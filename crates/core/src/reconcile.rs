//! Position reconciliation.
//!
//! After structural conversion some nodes have no range: declaration names,
//! labels and modifier keywords. Each is searched for as a whole word inside
//! its parent's window, skipping positioned siblings, comments and text
//! already claimed by this pass. Composite nodes left without a range are then
//! derived bottom-up from their children.

use crate::scanner::find_word;
use jdt_bridge_api::{Ast, Comment, NodeId, NodeKind, Prop, SourceRange};

#[derive(Debug, Default, Clone, Copy, PartialEq, Eq)]
pub struct ReconcileStats {
    pub positioned: usize,
    pub derived: usize,
    pub missed: usize,
}

/// Text to search for when `id` has no range, or `None` for nodes whose
/// range is derived from their children instead.
fn search_text(ast: &Ast, id: NodeId) -> Option<(&str, bool)> {
    match ast.kind(id) {
        NodeKind::SimpleName { identifier } => Some((identifier.as_str(), false)),
        NodeKind::Modifier { keyword } => Some((keyword.as_str(), true)),
        _ => None,
    }
}

pub fn reconcile(ast: &mut Ast, root: NodeId, source: &str, comments: &[Comment]) -> ReconcileStats {
    let mut stats = ReconcileStats::default();
    let order = ast.preorder(root);
    let comment_ranges: Vec<(i32, i32)> = comments
        .iter()
        .map(|c| (c.range.start, c.range.end()))
        .collect();
    let mut claimed: Vec<(i32, i32)> = Vec::new();

    for &parent in &order {
        let window = ast.range(parent);
        if !window.is_set() {
            continue;
        }
        let children: Vec<NodeId> = ast.children(parent).collect();
        if children.iter().all(|&c| ast.range(c).is_set()) {
            continue;
        }

        let mut excluded: Vec<(i32, i32)> = children
            .iter()
            .map(|&c| ast.range(c))
            .filter(|r| r.is_set())
            .map(|r| (r.start, r.end()))
            .collect();
        excluded.extend_from_slice(&comment_ranges);

        // Names follow the last positioned sibling before them; modifiers may
        // sit anywhere ahead of the declaration's other parts.
        let mut cursor = window.start;
        for child in children {
            let range = ast.range(child);
            if range.is_set() {
                cursor = cursor.max(range.end());
                continue;
            }
            let Some((text, anywhere)) = search_text(ast, child).map(|(t, a)| (t.to_owned(), a))
            else {
                continue;
            };
            let from = if anywhere { window.start } else { cursor };
            let mut blocked = excluded.clone();
            blocked.extend_from_slice(&claimed);
            match find_word(source, &text, from, window.end(), &blocked) {
                Some(at) => {
                    let found = SourceRange::new(at, text.len() as i32);
                    ast.set_range(child, found);
                    claimed.push((found.start, found.end()));
                    excluded.push((found.start, found.end()));
                    if !anywhere {
                        cursor = cursor.max(found.end());
                    }
                    stats.positioned += 1;
                }
                None => {
                    tracing::warn!(
                        "Could not locate `{}` ({}) inside {} at {}..{}",
                        text,
                        ast.kind(child).name(),
                        ast.kind(parent).name(),
                        window.start,
                        window.end()
                    );
                    stats.missed += 1;
                }
            }
        }
    }

    for &id in order.iter().rev() {
        if ast.range(id).is_set() {
            continue;
        }
        let derived = derive_range(ast, id);
        if derived.is_set() {
            ast.set_range(id, derived);
            stats.derived += 1;
        }
    }

    for &id in &order {
        if ast.child(id, Prop::Modifiers).is_some() {
            ast.sort_list_by_start(id, Prop::Modifiers);
        }
    }

    tracing::debug!(
        "Reconciled positions: {} found, {} derived, {} missed",
        stats.positioned,
        stats.derived,
        stats.missed
    );
    stats
}

/// A qualified name spans its qualifier start to its last segment end; any
/// other node covers its positioned children.
fn derive_range(ast: &Ast, id: NodeId) -> SourceRange {
    if matches!(ast.kind(id), NodeKind::QualifiedName) {
        let qualifier = ast.child(id, Prop::Qualifier).map(|q| ast.range(q));
        let name = ast.child(id, Prop::Name).map(|n| ast.range(n));
        if let (Some(qualifier), Some(name)) = (qualifier, name) {
            return SourceRange::from_bounds(qualifier.start, name.end());
        }
    }
    ast.children(id)
        .map(|c| ast.range(c))
        .fold(SourceRange::UNSET, |acc, r| acc.cover(&r))
}

#[cfg(test)]
mod tests {
    use super::*;
    use jdt_bridge_api::ModifierKeyword;

    #[test]
    fn test_name_search_skips_positioned_siblings() {
        // class A extends A {}
        let source = "class A extends A {}";
        let mut ast = Ast::new();
        let decl = ast.alloc(
            NodeKind::TypeDeclaration {
                is_interface: false,
            },
            SourceRange::new(0, source.len() as i32),
        );
        let name = ast.alloc(
            NodeKind::SimpleName {
                identifier: "A".into(),
            },
            SourceRange::UNSET,
        );
        let superclass = ast.alloc(NodeKind::SimpleType, SourceRange::new(16, 1));
        ast.add_child(decl, Prop::Name, name);
        ast.add_child(decl, Prop::SuperclassType, superclass);

        let stats = reconcile(&mut ast, decl, source, &[]);
        assert_eq!(ast.range(name), SourceRange::new(6, 1));
        assert_eq!(stats.positioned, 1);
    }

    #[test]
    fn test_modifiers_are_found_and_sorted() {
        let source = "public static final int x;";
        let mut ast = Ast::new();
        let decl = ast.alloc(
            NodeKind::FieldDeclaration,
            SourceRange::new(0, source.len() as i32),
        );
        for keyword in [
            ModifierKeyword::Final,
            ModifierKeyword::Public,
            ModifierKeyword::Static,
        ] {
            let modifier = ast.alloc(NodeKind::Modifier { keyword }, SourceRange::UNSET);
            ast.add_child(decl, Prop::Modifiers, modifier);
        }
        reconcile(&mut ast, decl, source, &[]);
        let order: Vec<ModifierKeyword> = ast
            .list(decl, Prop::Modifiers)
            .map(|m| match ast.kind(m) {
                NodeKind::Modifier { keyword } => *keyword,
                _ => unreachable!(),
            })
            .collect();
        assert_eq!(
            order,
            vec![
                ModifierKeyword::Public,
                ModifierKeyword::Static,
                ModifierKeyword::Final
            ]
        );
    }

    #[test]
    fn test_miss_leaves_range_unset() {
        let source = "enum E { X }";
        let mut ast = Ast::new();
        let decl = ast.alloc(NodeKind::SimpleType, SourceRange::new(0, source.len() as i32));
        let name = ast.alloc(
            NodeKind::SimpleName {
                identifier: "Missing".into(),
            },
            SourceRange::UNSET,
        );
        ast.add_child(decl, Prop::Name, name);
        let stats = reconcile(&mut ast, decl, source, &[]);
        assert!(!ast.range(name).is_set());
        assert_eq!(stats.missed, 1);
    }

    #[test]
    fn test_qualified_name_derived_from_parts() {
        let mut ast = Ast::new();
        let qualified = ast.alloc(NodeKind::QualifiedName, SourceRange::UNSET);
        let a = ast.alloc(
            NodeKind::SimpleName {
                identifier: "a".into(),
            },
            SourceRange::new(4, 1),
        );
        let b = ast.alloc(
            NodeKind::SimpleName {
                identifier: "b".into(),
            },
            SourceRange::new(6, 1),
        );
        ast.add_child(qualified, Prop::Qualifier, a);
        ast.add_child(qualified, Prop::Name, b);
        reconcile(&mut ast, qualified, "    a.b", &[]);
        assert_eq!(ast.range(qualified), SourceRange::new(4, 3));
    }
}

********

→ TASK ITEM:
In the records above, find each line holding "root" and copy it.

→ COMPLETED EXERCISE:
pub fn reconcile(ast: &mut Ast, root: NodeId, source: &str, comments: &[Comment]) -> ReconcileStats {
    let order = ast.preorder(root);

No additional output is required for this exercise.